Kidung Mendung

BY IN Personal Stories Comments Off on Kidung Mendung

Hmmm, belakangan cuaca menjadi sangat panas dan bahkan kalau di siang hari, saya dapat melihat langitnya berwarna biru cerahhh… astaga. Saya masih mengucap syukur masih ada di dalam gedung sekolah yang full AC, dan bahkan merasa kedinginan ketika teman2 yang lain merasa kepanasan di luar sana.

Flash back ke beberapa tahun yang silam, ketika saya masih SMP kelas satu (sekarang kelas tujuh 🙂 ) waktu itu saya masuk sekolah di siang hari, kalau saya tidak salah ingat, bel masuk sekolah itu pukul 12.40 dan cuaca memang lebih sering panas. Sepanjang perjalanan saya mengayuh sepeda ke sekolah, saya melantunkan kidung mendung, yang menurut perkiraan saya cukup manjur dalam memanggil mendung. Dan entah karena apa, beberapa kali memang terbukti cukup manjur ketika hari mendadak tidak lagi panas, namun mulai mendung. Dan apa yang paling saya sukai dari mendung adalah warna langit yang mendadak menjadi berwarna abu2 dan mengingatkan saya akan keagungan Sang Pencipta.

Sehubungan dengan mendung, beberapa teman2 sepermainan saya di kampung selalu melantunkan lagu anak2 yang sama

“Udano sing deres, ono kucing umbah-umbah…”
artinya: hujanlah  yang deras, ada kucing mencuci pakaian…

Maksudnya adalah hujan yang diminta sedemikian derasnya, sampai2 kucing yang seharusnya merupakan hewan yang takut air, malah mencuci pakaian.
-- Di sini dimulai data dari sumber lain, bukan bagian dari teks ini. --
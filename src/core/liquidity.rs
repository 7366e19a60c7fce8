use crate::core::structure::SwingLevel;
use crate::models::{Bar, Direction, SwingType};

/// Raise the priority of swings that sit at (almost) the same price as other
/// swings of the same kind. Clustered equal highs/lows are where resting
/// orders pool.
pub fn boost_priorities(swings: &mut [SwingLevel], tolerance: f64) {
    let prices: Vec<(SwingType, f64)> = swings.iter().map(|s| (s.kind, s.price)).collect();

    for (i, swing) in swings.iter_mut().enumerate() {
        let neighbours = prices
            .iter()
            .enumerate()
            .filter(|(j, (kind, price))| {
                *j != i && *kind == swing.kind && is_equal_level(*price, swing.price, tolerance)
            })
            .count();
        swing.priority = 1 + neighbours as u32;
    }
}

fn is_equal_level(a: f64, b: f64, tolerance: f64) -> bool {
    if b == 0.0 {
        return a == 0.0;
    }
    (a - b).abs() / b.abs() <= tolerance
}

/// A bar among the last `lookback` pierced a swing level and closed back on
/// the original side. Longs look for a sweep of swing lows, shorts for a
/// sweep of swing highs.
pub fn sweep_confirmed(
    direction: Direction,
    bars: &[Bar],
    swings: &[SwingLevel],
    lookback: usize,
) -> bool {
    let start = bars.len().saturating_sub(lookback);
    let kind = match direction {
        Direction::Long => SwingType::Low,
        Direction::Short => SwingType::High,
    };

    swings.iter().filter(|s| s.kind == kind).any(|s| {
        bars.iter()
            .skip(start.max(s.index + 1))
            .any(|b| match direction {
                Direction::Long => b.low < s.price && b.close > s.price,
                Direction::Short => b.high > s.price && b.close < s.price,
            })
    })
}

/// A close beyond a swing level in the trade direction within the last
/// `lookback` bars that the latest close has already given back.
pub fn false_breakout(
    direction: Direction,
    bars: &[Bar],
    swings: &[SwingLevel],
    lookback: usize,
) -> bool {
    let Some(last) = bars.last() else {
        return false;
    };
    let start = bars.len().saturating_sub(lookback.saturating_add(1));
    let end = bars.len().saturating_sub(1);
    let kind = match direction {
        Direction::Long => SwingType::High,
        Direction::Short => SwingType::Low,
    };

    swings.iter().filter(|s| s.kind == kind).any(|s| {
        let broke = bars[start.max(s.index + 1).min(end)..end]
            .iter()
            .any(|b| match direction {
                Direction::Long => b.close > s.price,
                Direction::Short => b.close < s.price,
            });
        let back_inside = match direction {
            Direction::Long => last.close < s.price,
            Direction::Short => last.close > s.price,
        };
        broke && back_inside
    })
}
use thiserror::Error;

/// Failure reported by (or while talking to) the execution gateway.
/// The engine treats every variant as "no state change".
#[derive(Error, Debug, Clone, PartialEq)]
pub enum ExecutionError {
    #[error("order rejected: {0}")]
    Rejected(String),

    #[error("gateway call timed out after {0}ms")]
    Timeout(u64),

    #[error("unknown position handle {0}")]
    UnknownHandle(u64),

    #[error("gateway unavailable: {0}")]
    Unavailable(String),
}

/// Performance store read/write failure.
#[derive(Error, Debug)]
pub enum StoreError {
    #[error("performance store io error: {0}")]
    Io(#[from] std::io::Error),

    #[error("performance store format error: {0}")]
    Format(#[from] serde_json::Error),
}

pub type ExecResult<T> = std::result::Result<T, ExecutionError>;
pub type StoreResult<T> = std::result::Result<T, StoreError>;

#[cfg(test)]
mod tests {
    use super::*;

    #[test]
    fn messages_are_readable() {
        assert_eq!(
            ExecutionError::Timeout(250).to_string(),
            "gateway call timed out after 250ms"
        );
        let err: StoreError = serde_json::from_str::<Vec<u8>>("{").unwrap_err().into();
        assert!(err.to_string().starts_with("performance store format error"));
    }
}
Mungkin, kurang lebih demikianlah maksudnya 🙂

Saat2 menjelang hujan, dimana angin bertiup kencang dan langit hitam kelam tertutup mendung kelabu disertai dengan suara guntur yang menggelegar adalah saat2 terindah ketika saya masih SMP. Dengan membawa tas saya yang besarnya diatas rata2 tas kebanyakan siswa SMP, saya sering menikmati tetesan air hujan yang pertama turun membasahi bumi sembari menarik nafas panjang dan memejamkan mata. Bau tanah yang menandai berakhirnya musim kemarau dan dimulainya musim hujan juga merupakan hal yang menyenangkan saat itu. Sekalipun saya harus berhujan2 pulang ke rumah dan mbatik (untuk menggambarkan seragam sekolah bagian belakang yang kotor kena cipratan air hujan), namun saya tidak peduli.

namun setelah saya menjadi dewasa, suasana hujan yang demikian tidaklah menjadi suatu hal yang menyenangkan, mengingat lingkungan saya yang sekarang seperti ini. Sungguh prihatin apabila melihat hujan yang sedianya turun hanya sebentar, namun banjir sudah melanda dimana2. Akankah kita mendapatkan lingkungan yang nyaman, seperti sepuluh tahun yang lalu? Apa yang sudah kita lakukan terhadap lingkungan kita sehingga bahkan hujan yang tidak begitu lama saja mampu mendatangkan banjir?

Saya sungguh merindukan suasana itu, dimana saya bisa memejamkan mata… merasakan kesegaran angin yang membawa tetes2 air hujan… mendengarkan guntur bergemuruh… menyaksikan indahnya langit kelabu tertutup mendung… namun tidak membawa banjir bagi lingkungan kita…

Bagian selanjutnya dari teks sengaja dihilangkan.